To give a fillip to the economy and help businesses to revive, various Indian states are diluting labor laws, triggering a row and debate over the rights of workers and the requirements of the industry.
About 122 million Indians have been forced out of their jobs last month due to lockdown enforced by the COVID-19 lockdown, according to estimates from a leading private-sector think tank.
Recently Prime Minister Modi has pledged a $265 billion stimulus package to shore up the economy. The government claims that the package coupled with soft labor laws will help industries to recover and generate employment opportunities.
The opposition and trade unions, however, describe the move an attack on the rights of workers and thus encouraging their exploitation.
India’s largest province Uttar Pradesh (UP) took a lead by issuing an ordinance to keep on hold most of the labor laws for the next three years. Two other states Madhya Pradesh and Gujarat have also followed the suit.
Under this ordinance, the laws about industrial disputes, wages of workers, occupational safety, workers’ health and working conditions, working hours, trade unions, and contractual and migrant laborers have been suspended.

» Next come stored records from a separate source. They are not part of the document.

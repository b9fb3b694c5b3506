//! Persistence layer.
//!
//! Defines the `EntityStore` trait the engine talks to, and provides two
//! implementations:
//! - `MemoryStore`: in-process tables, used by tests and embedded games
//! - `SqliteStore`: sqlx/SQLite, used by the server binary
//!
//! Both reject duplicate keys with [`GameError::Uniqueness`] and apply a
//! round's settlement as a single all-or-nothing commit.
//!
//! [`GameError::Uniqueness`]: crate::error::GameError::Uniqueness

pub mod memory;
pub mod sqlite;

use async_trait::async_trait;

use crate::error::Result;
use crate::types::{
    Market, NewTrade, NewTrader, RoundStat, SettlementBatch, Trade, TradeOutcome, Trader,
};

/// Abstraction over the game's record storage.
///
/// Only `commit_settlement` may change a market's round or a trader's
/// balance. Everything else is plain CRUD.
#[cfg_attr(test, mockall::automock)]
#[async_trait]
pub trait EntityStore: Send + Sync {
    // -- Markets ----------------------------------------------------------

    /// Insert a new market. Fails with `Uniqueness` if the id is taken.
    async fn insert_market(&self, market: &Market) -> Result<()>;

    async fn market_exists(&self, market_id: &str) -> Result<bool>;

    async fn get_market(&self, market_id: &str) -> Result<Market>;

    /// Overwrite a market's host-editable settings. Round and game-over
    /// state are left as stored.
    async fn update_market_settings(&self, market: &Market) -> Result<()>;

    async fn markets_created_by(&self, owner: &str) -> Result<Vec<Market>>;

    /// Delete a market with its traders, trades and round stats.
    async fn delete_market(&self, market_id: &str) -> Result<()>;

    // -- Traders ----------------------------------------------------------

    /// Insert a trader. Fails with `Uniqueness` on a duplicate name within
    /// the market and `NotFound` when the market does not exist.
    async fn insert_trader(&self, trader: &NewTrader) -> Result<Trader>;

    async fn get_trader(&self, trader_id: i64) -> Result<Trader>;

    /// All traders of a market, ordered by id.
    async fn traders_in_market(&self, market_id: &str) -> Result<Vec<Trader>>;

    /// Delete a trader with its trades.
    async fn delete_trader(&self, trader_id: i64) -> Result<()>;

    // -- Trades -----------------------------------------------------------

    /// Insert one trade. Fails with `Uniqueness` if the trader already has a
    /// trade for that round; the existing row is untouched.
    async fn insert_trade(&self, trade: &NewTrade) -> Result<Trade>;

    /// Insert several trades atomically: either all rows land or none do.
    async fn insert_trades(&self, trades: &[NewTrade]) -> Result<Vec<Trade>>;

    async fn get_trade(&self, trade_id: i64) -> Result<Trade>;

    /// Trades of one trader for one round (normally zero or one).
    async fn trades_for_trader(&self, trader_id: i64, round: i64) -> Result<Vec<Trade>>;

    /// Trades of every trader in a market for one round, ordered by id.
    async fn trades_for_round(&self, market_id: &str, round: i64) -> Result<Vec<Trade>>;

    /// Write the outcome fields of an existing trade.
    async fn update_trade_outcome(&self, outcome: &TradeOutcome) -> Result<Trade>;

    // -- Round stats ------------------------------------------------------

    async fn round_stat(&self, market_id: &str, round: i64) -> Result<Option<RoundStat>>;

    /// Round history of a market, ordered by round.
    async fn round_stats(&self, market_id: &str) -> Result<Vec<RoundStat>>;

    // -- Settlement -------------------------------------------------------

    /// Apply a settled round in one transaction: trade outcomes, trader
    /// balances, the round stat, and the market's round advance.
    ///
    /// Fails with `AlreadySettled` when the market has moved past
    /// `batch.round` or a stat for that round exists. Any failure leaves
    /// every row as it was.
    async fn commit_settlement(&self, batch: &SettlementBatch) -> Result<RoundStat>;
}
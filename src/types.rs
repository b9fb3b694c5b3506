//! Shared types for the market game.
//!
//! Markets, traders, trades and round statistics, plus the input structs
//! used to create them. Money is `rust_decimal::Decimal` throughout.

use chrono::{DateTime, Utc};
use rust_decimal::{Decimal, RoundingStrategy};
use serde::{Deserialize, Serialize};
use std::fmt;

/// Decimal places kept for money (prices, costs, balances, profit).
pub const MONEY_DP: u32 = 2;

/// Decimal places accepted for the demand-curve coefficients.
pub const CURVE_DP: u32 = 4;

/// Round a money amount to cents, half away from zero.
pub fn round_money(amount: Decimal) -> Decimal {
    amount.round_dp_with_strategy(MONEY_DP, RoundingStrategy::MidpointAwayFromZero)
}

// ---------------------------------------------------------------------------
// Market
// ---------------------------------------------------------------------------

/// One configured instance of the game with its own demand curve.
#[derive(Debug, Clone, PartialEq, Serialize, Deserialize)]
pub struct Market {
    pub market_id: String,
    pub product_name_singular: String,
    pub product_name_plural: String,
    pub alpha: Decimal,
    pub beta: Decimal,
    pub theta: Decimal,
    pub min_cost: Decimal,
    pub max_cost: Decimal,
    /// Balance handed to every trader on join.
    pub initial_balance: Decimal,
    /// Current round. Only settlement moves it forward.
    pub round: i64,
    pub max_rounds: i64,
    pub endless: bool,
    pub game_over: bool,
    pub created_at: DateTime<Utc>,
    /// Owner reference. Nullable: removing the owner keeps the market.
    pub created_by: Option<String>,
}

impl fmt::Display for Market {
    fn fmt(&self, f: &mut fmt::Formatter<'_>) -> fmt::Result {
        write!(
            f,
            "{}[{}]:{},{},{}",
            self.market_id, self.round, self.alpha, self.beta, self.theta
        )
    }
}

impl Market {
    /// The demand-curve coefficients used by settlement.
    pub fn curve(&self) -> DemandCurve {
        DemandCurve {
            alpha: self.alpha,
            beta: self.beta,
            theta: self.theta,
        }
    }

    /// Whether settling `round` should end the game.
    pub fn ends_after(&self, round: i64) -> bool {
        !self.endless && round + 1 >= self.max_rounds
    }

    /// Build a market from validated creation input.
    pub fn from_new(market_id: String, new: NewMarket) -> Self {
        Self {
            market_id,
            product_name_singular: new.product_name_singular,
            product_name_plural: new.product_name_plural,
            alpha: new.alpha,
            beta: new.beta,
            theta: new.theta,
            min_cost: new.min_cost,
            max_cost: new.max_cost,
            initial_balance: new.initial_balance,
            round: 0,
            max_rounds: new.max_rounds,
            endless: new.endless,
            game_over: false,
            created_at: Utc::now(),
            created_by: new.created_by,
        }
    }
}

/// Linear demand curve: `alpha - beta * price + theta * avg_price`.
#[derive(Debug, Clone, Copy, PartialEq)]
pub struct DemandCurve {
    pub alpha: Decimal,
    pub beta: Decimal,
    pub theta: Decimal,
}

impl DemandCurve {
    /// Unrounded demand for a trader quoting `unit_price` in a round whose
    /// average price is `avg_price`. May be negative.
    pub fn demand(&self, unit_price: Decimal, avg_price: Decimal) -> Decimal {
        self.alpha - self.beta * unit_price + self.theta * avg_price
    }

    /// [`demand`](Self::demand), or `None` if an intermediate value leaves
    /// `Decimal`'s range.
    pub fn checked_demand(&self, unit_price: Decimal, avg_price: Decimal) -> Option<Decimal> {
        let supply_side = self.beta.checked_mul(unit_price)?;
        let market_side = self.theta.checked_mul(avg_price)?;
        self.alpha.checked_sub(supply_side)?.checked_add(market_side)
    }
}

/// Input for creating a market.
#[derive(Debug, Clone, Serialize, Deserialize)]
pub struct NewMarket {
    pub product_name_singular: String,
    pub product_name_plural: String,
    pub alpha: Decimal,
    pub beta: Decimal,
    pub theta: Decimal,
    pub min_cost: Decimal,
    pub max_cost: Decimal,
    pub initial_balance: Decimal,
    #[serde(default = "default_max_rounds")]
    pub max_rounds: i64,
    #[serde(default)]
    pub endless: bool,
    #[serde(default)]
    pub created_by: Option<String>,
}

impl NewMarket {
    /// The classroom default: baguettes with a fixed cost of 8.
    #[cfg(test)]
    pub fn sample() -> Self {
        use rust_decimal_macros::dec;
        NewMarket {
            product_name_singular: "baguette".into(),
            product_name_plural: "baguettes".into(),
            alpha: dec!(105.0000),
            beta: dec!(17.5000),
            theta: dec!(14.5800),
            min_cost: dec!(8.00),
            max_cost: dec!(8.00),
            initial_balance: dec!(5000.00),
            max_rounds: 15,
            endless: false,
            created_by: None,
        }
    }
}

fn default_max_rounds() -> i64 {
    15
}

/// Host-editable market settings. `None` leaves a field unchanged.
#[derive(Debug, Clone, Default, Serialize, Deserialize)]
pub struct MarketUpdate {
    pub product_name_singular: Option<String>,
    pub product_name_plural: Option<String>,
    pub alpha: Option<Decimal>,
    pub beta: Option<Decimal>,
    pub theta: Option<Decimal>,
    pub min_cost: Option<Decimal>,
    pub max_cost: Option<Decimal>,
    pub max_rounds: Option<i64>,
    pub endless: Option<bool>,
}

impl MarketUpdate {
    /// Apply the update to a copy of `market`. Round and balances are never
    /// touched here.
    pub fn apply_to(&self, market: &Market) -> Market {
        let mut updated = market.clone();
        if let Some(ref s) = self.product_name_singular {
            updated.product_name_singular = s.clone();
        }
        if let Some(ref p) = self.product_name_plural {
            updated.product_name_plural = p.clone();
        }
        if let Some(alpha) = self.alpha {
            updated.alpha = alpha;
        }
        if let Some(beta) = self.beta {
            updated.beta = beta;
        }
        if let Some(theta) = self.theta {
            updated.theta = theta;
        }
        if let Some(min_cost) = self.min_cost {
            updated.min_cost = min_cost;
        }
        if let Some(max_cost) = self.max_cost {
            updated.max_cost = max_cost;
        }
        if let Some(max_rounds) = self.max_rounds {
            updated.max_rounds = max_rounds;
        }
        if let Some(endless) = self.endless {
            updated.endless = endless;
        }
        updated
    }
}

// ---------------------------------------------------------------------------
// Trader
// ---------------------------------------------------------------------------

/// A participant in one market.
#[derive(Debug, Clone, PartialEq, Serialize, Deserialize)]
pub struct Trader {
    pub id: i64,
    pub market_id: String,
    pub name: String,
    /// Per-unit production cost, fixed for the trader's lifetime.
    pub prod_cost: Decimal,
    pub balance: Decimal,
    pub created_at: DateTime<Utc>,
}

impl fmt::Display for Trader {
    fn fmt(&self, f: &mut fmt::Formatter<'_>) -> fmt::Result {
        write!(f, "{} [{}] - ${}", self.name, self.market_id, self.balance)
    }
}

/// Input for inserting a trader. Cost and balance are resolved by intake.
#[derive(Debug, Clone)]
pub struct NewTrader {
    pub market_id: String,
    pub name: String,
    pub prod_cost: Decimal,
    pub balance: Decimal,
}

// ---------------------------------------------------------------------------
// Trade
// ---------------------------------------------------------------------------

/// One trader's decision for one round plus its settled outcome.
#[derive(Debug, Clone, PartialEq, Serialize, Deserialize)]
pub struct Trade {
    pub id: i64,
    pub trader_id: i64,
    /// The round this trade was submitted for.
    pub round: i64,
    pub unit_price: Option<Decimal>,
    pub unit_amount: Option<i64>,
    pub was_forced: bool,
    pub demand: Option<i64>,
    pub units_sold: Option<i64>,
    pub profit: Option<Decimal>,
    pub balance_after: Option<Decimal>,
    pub created_at: DateTime<Utc>,
}

impl fmt::Display for Trade {
    fn fmt(&self, f: &mut fmt::Formatter<'_>) -> fmt::Result {
        let price = self.unit_price.map(|p| p.to_string()).unwrap_or_else(|| "-".into());
        let amount = self.unit_amount.map(|a| a.to_string()).unwrap_or_else(|| "-".into());
        write!(f, "#{} ${} x {} [{}]", self.trader_id, price, amount, self.round)?;
        if self.was_forced {
            write!(f, " (forced)")?;
        }
        Ok(())
    }
}

impl Trade {
    /// Price used in settlement; a missing price counts as zero.
    pub fn price_or_zero(&self) -> Decimal {
        self.unit_price.unwrap_or(Decimal::ZERO)
    }

    /// Quantity used in settlement; a missing quantity counts as zero.
    pub fn amount_or_zero(&self) -> i64 {
        self.unit_amount.unwrap_or(0)
    }

    /// Whether settlement has written the outcome fields.
    pub fn is_settled(&self) -> bool {
        self.profit.is_some() && self.balance_after.is_some()
    }
}

/// Input for inserting a trade.
#[derive(Debug, Clone, PartialEq)]
pub struct NewTrade {
    pub trader_id: i64,
    pub round: i64,
    pub unit_price: Option<Decimal>,
    pub unit_amount: Option<i64>,
    pub was_forced: bool,
}

impl NewTrade {
    /// A trader's own decision.
    pub fn decided(trader_id: i64, round: i64, unit_price: Decimal, unit_amount: i64) -> Self {
        Self {
            trader_id,
            round,
            unit_price: Some(unit_price),
            unit_amount: Some(unit_amount),
            was_forced: false,
        }
    }

    /// Zero price / zero quantity stand-in for a trader who did not decide.
    pub fn forced(trader_id: i64, round: i64) -> Self {
        Self {
            trader_id,
            round,
            unit_price: Some(Decimal::ZERO),
            unit_amount: Some(0),
            was_forced: true,
        }
    }
}

// ---------------------------------------------------------------------------
// Round statistics
// ---------------------------------------------------------------------------

/// Per-round aggregate written by settlement.
#[derive(Debug, Clone, PartialEq, Serialize, Deserialize)]
pub struct RoundStat {
    pub market_id: String,
    pub round: i64,
    pub avg_price: Decimal,
    pub created_at: DateTime<Utc>,
}

impl fmt::Display for RoundStat {
    fn fmt(&self, f: &mut fmt::Formatter<'_>) -> fmt::Result {
        write!(f, "{}[{}]", self.market_id, self.round)
    }
}

// ---------------------------------------------------------------------------
// Settlement write set
// ---------------------------------------------------------------------------

/// Outcome of settlement for a single trade.
#[derive(Debug, Clone, PartialEq, Serialize)]
pub struct TradeOutcome {
    pub trade_id: i64,
    pub trader_id: i64,
    pub demand: i64,
    pub units_sold: i64,
    pub profit: Decimal,
    pub balance_after: Decimal,
}

/// Everything settlement writes for one round, committed atomically.
#[derive(Debug, Clone, PartialEq)]
pub struct SettlementBatch {
    pub market_id: String,
    /// The round being settled; the market moves to `round + 1`.
    pub round: i64,
    pub avg_price: Decimal,
    pub outcomes: Vec<TradeOutcome>,
    /// Set when this round was the market's last.
    pub ends_game: bool,
}

// ---------------------------------------------------------------------------
// Read-side projections
// ---------------------------------------------------------------------------

/// Trader counts for the host's progress display.
#[derive(Debug, Clone, Copy, PartialEq, Eq, Serialize)]
pub struct MarketProgress {
    pub num_traders: usize,
    pub num_ready_traders: usize,
}

/// One row of the host's trader table.
#[derive(Debug, Clone, PartialEq, Serialize)]
pub struct TraderStatus {
    pub name: String,
    pub prod_cost: Decimal,
    pub balance: Decimal,
    pub ready: bool,
}

// ---------------------------------------------------------------------------
// Tests
// ---------------------------------------------------------------------------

The ordinance issued by Chief Minister Yogi Adityanath states that workers cannot approach courts in case of any dispute about their wages, working hours, and conditions.
Many Indian states have also increased the working period from eight to 12 hours per day. Punjab, a state ruled by opposition Congress is also considering changes in the state’s labor laws.
The central Indian state of Madhya Pradesh (MP) has proposed changes in the Factories Act, Industrial Disputes Act, and the Industrial Relations Act.
The government said various concessions were being provided to industries for the next 1,000 days (almost 3 years) in the wake of the situation arising out of the COVID-19 pandemic.
Seven opposition parties in a joint letter have sought the intervention of the President Ram Nath Kovind and asked him to reject the ordinance.
Workers are not slaves
“With the removal of the laws, workers can be treated like slaves. These changes will further endanger the lives of workers who are already in a pitiable state following the nationwide lockdown in force since March 24,” said the letter.
Leader of India’s main opposition Congress party Priyanka Gandhi described changes inhuman. She said instead of helping laborers the government is making them hostages.
“You (UP government) are not ready to help the laborers. You are not giving any protective cover to their families. Now you are making laws to crush their rights. The laborers are makers of the country, not your hostage, “she said in her tweet.
Expressing concern, the trade unions have blamed the government for taking the cover of COVID-19 pandemic to weaken labor laws.
Uma Shankar Mishra, general secretary of Hind Mazdoor Sabha, one of the largest trade-union federations in India said has described the move to turn workers into bonded laborers.
“Even after having so many regulations, workers were being exploited by employers. But now the condition would become more difficult for them,” said Mishra Anadolu Agency.
According to the amendments incorporated in labor laws, the workers will not get the benefit of minimum wages, gratuity, and other allowances. Also, they can be retrenched at any time.
Prem Nath Rai, general secretary of the Center of Indian Trade Unions (CITU), said the new laws would inculcate a sense of insecurity among workers.
Industries welcome new laws
Defending dilution of laws, the government has said that the move will open avenues for investment once the lockdown period ends.
“With the changes in labor laws, we have opened new avenues of investment keeping in mind the interests of the workers. We want migrant workers returning from big cities to get employment,” said UP Labor Minister Swami Prasad Maurya.
Industries have also welcomed the move, saying it will help them to revive businesses after weeks of lockdown.
The trade body, Confederation of Indian Industries (CII) said since factories will face a labor shortage, it was prudent to increase working hours.
Association of All Industries (AOAI) said the changes in labor laws are very practical and would help attract new investment and revive defunct industries amid the pandemic.
“Labor reforms would help India become a more appealing investment destination and boost the economic activities post lockdown, “said the CII Director General Chandrajit Banerjee.